People noticed, of course—it was hard to miss. But then something interesting happened: Spike Lee denied that his getup had anything to do with Avdija.
Now, I don’t think most people are stupid enough to believe that. But it’s interesting that Lee felt the need to pretend he wasn’t doing what everyone knows he was doing.
Spike Lee’s a coward and a fool. But his cowardice here suggests something important: Spike Lee knows what he did was spiteful and bigoted, that it cannot be defended on its merits. Wealthy celebrities who live their politics, like Spike Lee does, exist in a bubble of their own making. They have the empathy and maturity of internet trolls. The basic standards of human decency that normal people try to live by are entirely absent from the world of Spike Lee.
But they are not absent from the basketball fans who tuned in just to watch a game. Spike Lee was on their turf—the land of normal people.

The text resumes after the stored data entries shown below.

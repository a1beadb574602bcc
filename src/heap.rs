//! # `IndexedMaxHeap`: binary max-heap with O(log n) delete-by-key.
//!
//! A standard binary heap where stale entries are filtered lazily on pop is
//! a valid alternative, but it pays for an always-growing heap and an
//! inaccurate `peek_max` between refreshes. This structure instead
//! pays O(log n) per key-based delete in exchange for an always-accurate
//! `peek_max`, at the cost of maintaining a `map_key -> heap index` index
//! alongside the heap array. The `swap` primitive is the single place that
//! index is kept consistent with the array.

use crate::error::{Error, Result};
use crate::types::CommonHashMap;
use core::hash::Hash;

/// An item storable in an [`IndexedMaxHeap`].
///
/// `Key` is the independent lookup key (`map_key`); `Priority`
/// is the ordering key (`heap_key`). No two items held by the same heap may
/// share a `Key` at the same time.
pub trait IndexedHeapItem {
    /// The independent lookup key used by `contains`/`delete_by_key`.
    type Key: Eq + Hash + Clone;
    /// The ordering key the heap is a max-heap over.
    type Priority: Ord;

    /// This item's lookup key.
    fn map_key(&self) -> Self::Key;

    /// This item's ordering key.
    fn heap_key(&self) -> Self::Priority;
}

/// A binary max-heap plus a `map_key -> index` lookup, supporting
/// `push`/`pop_max`/`contains`/`delete_by_key` in `O(log n)`.
#[derive(Debug, Clone)]
pub struct IndexedMaxHeap<I: IndexedHeapItem> {
    heap: Vec<I>,
    index: CommonHashMap<I::Key, usize>,
}

impl<I: IndexedHeapItem> Default for IndexedMaxHeap<I> {
    fn default() -> Self {
        Self {
            heap: Vec::new(),
            index: CommonHashMap::default(),
        }
    }
}

impl<I: IndexedHeapItem> IndexedMaxHeap<I> {
    /// Construct an empty heap with capacity for `n` items.
    pub fn with_capacity(n: usize) -> Self {
        Self {
            heap: Vec::with_capacity(n),
            index: CommonHashMap::with_capacity(n),
        }
    }

    /// The number of items currently held.
    ///
    /// ## Errors
    /// [`Error::InvariantViolation`] if the heap array and key-map
    /// disagree on size: this indicates a defect in the core.
    pub fn len(&self) -> Result<usize> {
        if self.heap.len() != self.index.len() {
            return Err(Error::InvariantViolation(
                "heap array and key-map sizes disagree",
            ));
        }
        Ok(self.heap.len())
    }

    /// Whether the heap holds no items.
    pub fn is_empty(&self) -> bool {
        self.heap.is_empty()
    }

    /// The item with maximum `heap_key`.
    ///
    /// ## Errors
    /// [`Error::EmptyHeap`] if the heap is empty.
    pub fn peek_max(&self) -> Result<&I> {
        self.heap.first().ok_or(Error::EmptyHeap)
    }

    /// Whether an item with this `map_key` is currently present.
    pub fn contains(
        &self,
        key: &I::Key,
    ) -> bool {
        self.index.contains_key(key)
    }

    /// Insert an item.
    ///
    /// ## Errors
    /// [`Error::DuplicateKey`] if an item with the same `map_key` is already
    /// present.
    pub fn push(
        &mut self,
        item: I,
    ) -> Result<()> {
        let key = item.map_key();
        if self.index.contains_key(&key) {
            return Err(Error::DuplicateKey);
        }
        let i = self.heap.len();
        self.heap.push(item);
        self.index.insert(key, i);
        self.sift_up(i);
        Ok(())
    }

    /// Remove and return the item with maximum `heap_key`.
    ///
    /// ## Errors
    /// [`Error::EmptyHeap`] if the heap is empty.
    pub fn pop_max(&mut self) -> Result<I> {
        if self.heap.is_empty() {
            return Err(Error::EmptyHeap);
        }
        let last = self.heap.len() - 1;
        self.swap(0, last);
        let item = self.heap.pop().expect("checked non-empty above");
        self.index.remove(&item.map_key());
        if !self.heap.is_empty() {
            self.sift_down(0);
        }
        Ok(item)
    }

    /// Remove and return the item with the given `map_key`.
    ///
    /// After swapping the target with the last item and dropping the tail,
    /// the replacement is sifted both up and down: only one direction can
    /// act, but both must be attempted since the replacement may violate
    /// either the parent or the children invariant.
    ///
    /// ## Errors
    /// [`Error::MissingKey`] if no item with this key is present.
    pub fn delete_by_key(
        &mut self,
        key: &I::Key,
    ) -> Result<I> {
        let i = *self.index.get(key).ok_or(Error::MissingKey)?;
        let last = self.heap.len() - 1;
        self.swap(i, last);
        let item = self.heap.pop().expect("index implies non-empty heap");
        self.index.remove(&item.map_key());
        if i < self.heap.len() {
            self.sift_down(i);
            self.sift_up(i);
        }
        Ok(item)
    }

    fn parent(i: usize) -> Option<usize> {
        if i == 0 { None } else { Some((i - 1) / 2) }
    }

    fn children(i: usize) -> (usize, usize) {
        (2 * i + 1, 2 * i + 2)
    }

    fn sift_up(
        &mut self,
        mut i: usize,
    ) {
        while let Some(p) = Self::parent(i) {
            if self.heap[i].heap_key() > self.heap[p].heap_key() {
                self.swap(i, p);
                i = p;
            } else {
                break;
            }
        }
    }

    fn sift_down(
        &mut self,
        mut i: usize,
    ) {
        loop {
            let (l, r) = Self::children(i);
            let mut largest = i;
            if l < self.heap.len() && self.heap[l].heap_key() > self.heap[largest].heap_key() {
                largest = l;
            }
            if r < self.heap.len() && self.heap[r].heap_key() > self.heap[largest].heap_key() {
                largest = r;
            }
            if largest == i {
                break;
            }
            self.swap(i, largest);
            i = largest;
        }
    }

    /// Swap two heap slots, keeping the key-index consistent with both.
    fn swap(
        &mut self,
        i: usize,
        j: usize,
    ) {
        if i == j {
            return;
        }
        self.heap.swap(i, j);
        self.index.insert(self.heap[i].map_key(), i);
        self.index.insert(self.heap[j].map_key(), j);
    }

    /// Check the heap-order and index invariants hold at every slot.
    ///
    /// Intended for tests; `O(n)`.
    #[cfg(test)]
    fn check_invariants(&self) -> bool {
        for (i, item) in self.heap.iter().enumerate() {
            if self.index.get(&item.map_key()) != Some(&i) {
                return false;
            }
            let (l, r) = Self::children(i);
            if l < self.heap.len() && self.heap[l].heap_key() > item.heap_key() {
                return false;
            }
            if r < self.heap.len() && self.heap[r].heap_key() > item.heap_key() {
                return false;
            }
        }
        true
    }
}

#[cfg(test)]
mod tests {
    use super::*;

    #[derive(Debug, Clone, PartialEq, Eq)]
    struct Entry {
        key: u32,
        count: u32,
    }

    impl IndexedHeapItem for Entry {
        type Key = u32;
        type Priority = u32;

        fn map_key(&self) -> u32 {
            self.key
        }

        fn heap_key(&self) -> u32 {
            self.count
        }
    }

    #[test]
    fn test_empty_heap_errors() {
        let heap: IndexedMaxHeap<Entry> = IndexedMaxHeap::default();
        assert!(matches!(heap.peek_max(), Err(Error::EmptyHeap)));
    }

    #[test]
    fn test_push_pop_orders_by_count() {
        let mut heap = IndexedMaxHeap::default();
        heap.push(Entry { key: 1, count: 3 }).unwrap();
        heap.push(Entry { key: 2, count: 7 }).unwrap();
        heap.push(Entry { key: 3, count: 5 }).unwrap();
        assert!(heap.check_invariants());

        assert_eq!(heap.pop_max().unwrap().key, 2);
        assert_eq!(heap.pop_max().unwrap().key, 3);
        assert_eq!(heap.pop_max().unwrap().key, 1);
        assert!(matches!(heap.pop_max(), Err(Error::EmptyHeap)));
    }

    #[test]
    fn test_duplicate_key_rejected() {
        let mut heap = IndexedMaxHeap::default();
        heap.push(Entry { key: 1, count: 3 }).unwrap();
        assert!(matches!(
            heap.push(Entry { key: 1, count: 9 }),
            Err(Error::DuplicateKey)
        ));
    }

    #[test]
    fn test_contains_and_missing_key() {
        let mut heap = IndexedMaxHeap::default();
        heap.push(Entry { key: 1, count: 3 }).unwrap();
        assert!(heap.contains(&1));
        assert!(!heap.contains(&2));
        assert!(matches!(heap.delete_by_key(&2), Err(Error::MissingKey)));
    }

    #[test]
    fn test_delete_by_key_middle_of_heap() {
        let mut heap = IndexedMaxHeap::default();
        for (key, count) in [(1, 10), (2, 9), (3, 8), (4, 1), (5, 2), (6, 7)] {
            heap.push(Entry { key, count }).unwrap();
        }
        assert!(heap.check_invariants());
        let removed = heap.delete_by_key(&3).unwrap();
        assert_eq!(removed.count, 8);
        assert!(heap.check_invariants());
        assert_eq!(heap.len().unwrap(), 5);

        let mut popped = Vec::new();
        while let Ok(item) = heap.pop_max() {
            popped.push(item.key);
        }
        assert_eq!(popped, vec![1, 2, 6, 5, 4]);
    }

    #[test]
    fn test_len_consistency_check() {
        let heap: IndexedMaxHeap<Entry> = IndexedMaxHeap::default();
        assert_eq!(heap.len().unwrap(), 0);
    }

    proptest::proptest! {
        #[test]
        fn prop_heap_invariants_hold_after_random_ops(
            ops in proptest::collection::vec(0u8..3, 1..200),
            seed in 0u64..10_000,
        ) {
            let mut heap: IndexedMaxHeap<Entry> = IndexedMaxHeap::default();
            let mut live_keys: Vec<u32> = Vec::new();
            let mut rng = seed;
            let mut next_key = 0u32;

            let mut rand = || {
                rng = rng.wrapping_mul(6364136223846793005).wrapping_add(1);
                (rng >> 33) as u32
            };

            for op in ops {
                match op {
                    0 => {
                        let key = next_key;
                        next_key += 1;
                        let count = rand() % 1000;
                        if heap.push(Entry { key, count }).is_ok() {
                            live_keys.push(key);
                        }
                    }
                    1 => {
                        let _ = heap.pop_max().map(|item| {
                            live_keys.retain(|&k| k != item.key);
                        });
                    }
                    _ => {
                        if !live_keys.is_empty() {
                            let idx = (rand() as usize) % live_keys.len();
                            let key = live_keys.swap_remove(idx);
                            heap.delete_by_key(&key).unwrap();
                        }
                    }
                }
                prop_assert!(heap.check_invariants());
                prop_assert_eq!(heap.len().unwrap(), live_keys.len());
            }
        }
    }
}
//! # `LinkedSequence`: arena-backed doubly-linked sequence with stable indices.
//!
//! Random access by stable index is needed because [`crate::training::stats`]
//! stores `(sequence_index, position_index)` occurrences and must dereference
//! them after arbitrary intervening mutations. A plain linked list does not
//! provide O(1) addressing by original position; a plain array does not
//! permit O(1) pair-collapse. The hybrid here is an arena keyed by original
//! position, where `replace_pair` marks the absorbed slot dead without
//! compacting the array.
//!
//! Dead positions are never revived or garbage-collected; the backing
//! array's size is bounded by the sequence's original length and is
//! reclaimed whole when the `LinkedSequence` is dropped.

use crate::error::{Error, Result};
use crate::types::SymbolId;

#[derive(Debug, Clone)]
struct Node {
    value: SymbolId,
    prev: Option<usize>,
    next: Option<usize>,
    alive: bool,
}

/// A mutable doubly-linked view of one input as a sequence of symbol IDs,
/// with stable indices and O(1) pair-collapse.
///
/// See the module documentation for the rationale behind the arena design.
#[derive(Debug, Clone)]
pub struct LinkedSequence {
    arena: Vec<Node>,
    head: Option<usize>,
    tail: Option<usize>,
}

impl LinkedSequence {
    /// Construct a sequence from an ordered list of symbols.
    ///
    /// Each item is assigned the stable index equal to its initial position
    /// (`0..items.len()`).
    pub fn new(items: &[SymbolId]) -> Self {
        let n = items.len();
        let mut arena = Vec::with_capacity(n);
        for (i, &value) in items.iter().enumerate() {
            arena.push(Node {
                value,
                prev: i.checked_sub(1),
                next: if i + 1 < n { Some(i + 1) } else { None },
                alive: true,
            });
        }
        let head = if n > 0 { Some(0) } else { None };
        let tail = if n > 0 { Some(n - 1) } else { None };
        Self { arena, head, tail }
    }

    fn node(
        &self,
        i: usize,
    ) -> Result<&Node> {
        self.arena
            .get(i)
            .filter(|n| n.alive)
            .ok_or(Error::InvalidIndex { index: i })
    }

    /// The original length `N` (not the live count).
    pub fn len(&self) -> usize {
        self.arena.len()
    }

    /// Whether the sequence was constructed from zero items.
    pub fn is_empty(&self) -> bool {
        self.arena.is_empty()
    }

    /// The current value at position `i`.
    ///
    /// ## Errors
    /// [`Error::InvalidIndex`] if `i` is dead or out of range.
    pub fn get(
        &self,
        i: usize,
    ) -> Result<SymbolId> {
        Ok(self.node(i)?.value)
    }

    /// The index of the previous live position, or `None` if `i` is the head.
    ///
    /// ## Errors
    /// [`Error::InvalidIndex`] if `i` is dead or out of range.
    pub fn prev(
        &self,
        i: usize,
    ) -> Result<Option<usize>> {
        Ok(self.node(i)?.prev)
    }

    /// The index of the next live position, or `None` if `i` is the tail.
    ///
    /// ## Errors
    /// [`Error::InvalidIndex`] if `i` is dead or out of range.
    pub fn next(
        &self,
        i: usize,
    ) -> Result<Option<usize>> {
        Ok(self.node(i)?.next)
    }

    /// The index of the live position two hops forward, or `None` if fewer
    /// than two successors exist.
    ///
    /// ## Errors
    /// [`Error::InvalidIndex`] if `i` is dead or out of range.
    pub fn second_next(
        &self,
        i: usize,
    ) -> Result<Option<usize>> {
        let Some(j) = self.node(i)?.next else {
            return Ok(None);
        };
        // `j` is guaranteed alive: it is only ever recorded as a `next`
        // pointer while live, and the chain is kept consistent by
        // `replace_pair`.
        Ok(self.arena[j].next)
    }

    /// Replace the pair at `(i, next(i))` with a single value `v` at `i`.
    ///
    /// Requires `i` live and `next(i)` defined. Position `i`'s value becomes
    /// `v`; position `next(i)` becomes dead; the chain skips the dead
    /// position. `prev(i)` is unchanged after the call; `next(i)` returns
    /// what was `second_next(i)` before the call, and that successor's
    /// `prev` becomes `i`.
    ///
    /// ## Errors
    /// [`Error::InvalidIndex`] if `i` is dead, out of range, or has no
    /// successor.
    pub fn replace_pair(
        &mut self,
        i: usize,
        v: SymbolId,
    ) -> Result<()> {
        let next_i = self.node(i)?.next.ok_or(Error::InvalidIndex { index: i })?;
        let after = self.arena[next_i].next;

        self.arena[i].value = v;
        self.arena[i].next = after;
        self.arena[next_i].alive = false;
        self.arena[next_i].prev = None;
        self.arena[next_i].next = None;

        if let Some(a) = after {
            self.arena[a].prev = Some(i);
        } else {
            self.tail = Some(i);
        }

        Ok(())
    }

    /// The first live index, or `None` if no positions remain live.
    pub fn head(&self) -> Option<usize> {
        self.head
    }

    /// The last live index, or `None` if no positions remain live.
    pub fn tail(&self) -> Option<usize> {
        self.tail
    }

    /// Walk the live chain head-to-tail, yielding values in current logical
    /// order.
    pub fn iter_live(&self) -> impl Iterator<Item = SymbolId> + '_ {
        let mut cur = self.head;
        core::iter::from_fn(move || {
            let i = cur?;
            cur = self.arena[i].next;
            Some(self.arena[i].value)
        })
    }

    /// Walk the live chain tail-to-head.
    pub fn iter_live_rev(&self) -> impl Iterator<Item = SymbolId> + '_ {
        let mut cur = self.tail;
        core::iter::from_fn(move || {
            let i = cur?;
            cur = self.arena[i].prev;
            Some(self.arena[i].value)
        })
    }
}

#[cfg(test)]
mod tests {
    use super::*;

    #[test]
    fn test_construction_and_len() {
        let seq = LinkedSequence::new(&[10, 20, 30]);
        assert_eq!(seq.len(), 3);
        assert_eq!(seq.get(0).unwrap(), 10);
        assert_eq!(seq.get(2).unwrap(), 30);
        assert_eq!(seq.prev(0).unwrap(), None);
        assert_eq!(seq.next(2).unwrap(), None);
        assert_eq!(seq.next(0).unwrap(), Some(1));
        assert_eq!(seq.second_next(0).unwrap(), Some(2));
        assert_eq!(seq.second_next(1).unwrap(), None);
    }

    #[test]
    fn test_dead_index_errors() {
        let mut seq = LinkedSequence::new(&[1, 2, 3]);
        seq.replace_pair(0, 99).unwrap();
        assert!(matches!(seq.get(1), Err(Error::InvalidIndex { index: 1 })));
        assert!(matches!(seq.prev(1), Err(Error::InvalidIndex { index: 1 })));
    }

    #[test]
    fn test_out_of_range_errors() {
        let seq = LinkedSequence::new(&[1, 2]);
        assert!(matches!(seq.get(5), Err(Error::InvalidIndex { index: 5 })));
    }

    #[test]
    fn test_replace_pair_collapses_middle() {
        // a b a b a b -> merge at index 0 of (a,b): [T, a, b, a, b]
        let mut seq = LinkedSequence::new(&[1, 2, 1, 2, 1, 2]);
        seq.replace_pair(0, 100).unwrap();
        assert_eq!(seq.len(), 6); // original length never changes
        assert_eq!(seq.iter_live().collect::<Vec<_>>(), vec![100, 1, 2, 1, 2]);
        assert_eq!(seq.prev(0).unwrap(), None);
        assert_eq!(seq.next(0).unwrap(), Some(2));
        assert_eq!(seq.prev(2).unwrap(), Some(0));
    }

    #[test]
    fn test_replace_pair_at_tail_updates_tail() {
        let mut seq = LinkedSequence::new(&[1, 2, 3, 4]);
        seq.replace_pair(2, 100).unwrap(); // merges (3,4) at index 2
        assert_eq!(seq.tail(), Some(2));
        assert_eq!(seq.next(2).unwrap(), None);
        assert_eq!(seq.iter_live().collect::<Vec<_>>(), vec![1, 2, 100]);
    }

    #[test]
    fn test_replace_pair_requires_successor() {
        let mut seq = LinkedSequence::new(&[1, 2]);
        seq.replace_pair(0, 100).unwrap(); // now index 0 is tail
        assert!(matches!(
            seq.replace_pair(0, 200),
            Err(Error::InvalidIndex { index: 0 })
        ));
    }

    #[test]
    fn test_forward_and_reverse_walks_agree() {
        let mut seq = LinkedSequence::new(&[1, 1, 1, 1, 1, 1]);
        seq.replace_pair(0, 10).unwrap(); // [10, 1, 1, 1, 1]
        seq.replace_pair(2, 20).unwrap(); // merges idx2(=1) with idx3(=1) -> [10,1,20,1]
        let fwd: Vec<_> = seq.iter_live().collect();
        let mut rev: Vec<_> = seq.iter_live_rev().collect();
        rev.reverse();
        assert_eq!(fwd, rev);
    }

    proptest::proptest! {
        #[test]
        fn prop_sequence_integrity_after_random_merges(
            n in 2usize..40,
            seed in 0u64..10_000,
        ) {
            let items: Vec<SymbolId> = (0..n as u32).collect();
            let mut seq = LinkedSequence::new(&items);
            let mut rng = seed;
            let mut next_symbol = n as u32;

            for _ in 0..(n / 2) {
                // Collect current live indices that have a successor.
                let live: Vec<usize> = {
                    let mut idx = Vec::new();
                    let mut cur = seq.head();
                    while let Some(i) = cur {
                        if seq.next(i).unwrap().is_some() {
                            idx.push(i);
                        }
                        cur = seq.next(i).unwrap();
                    }
                    idx
                };
                if live.is_empty() {
                    break;
                }
                rng = rng.wrapping_mul(6364136223846793005).wrapping_add(1);
                let pick = live[(rng as usize) % live.len()];
                seq.replace_pair(pick, next_symbol).unwrap();
                next_symbol += 1;

                let fwd: Vec<_> = seq.iter_live().collect();
                let mut rev: Vec<_> = seq.iter_live_rev().collect();
                rev.reverse();
                prop_assert_eq!(&fwd, &rev);
                prop_assert_eq!(seq.len(), n);
            }
        }
    }
}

There is a wonderful moment in the fourth season of The Crown, the Netflix dramatization of the modern history of the English royals. Margaret Thatcher and her husband are guests of the royal family, and the hosts have set up two bedrooms for the couple so that they may sleep in separate rooms. With a “when in Rome” spirit, Denis Thatcher suggests following this tradition. “Don’t you dare,” snaps the Iron Lady. “We don’t want to catch any upper-class habits.”
In America, our royals are our cultural icons. Any senior U.S. senator would give the world to spend a day with Taylor Swift’s power. Some supporters of Joe Biden still blame George Clooney for bringing down the president of the United States.
Spike Lee’s behavior was America’s version of tasteless upper-class habits. Most normal people still recoil from the dehumanizing politics of the wealthy, elite hivemind, at least for now. Which is why Lee had to pretend he wasn’t practicing those habits. He had to pretend he was a decent fellow.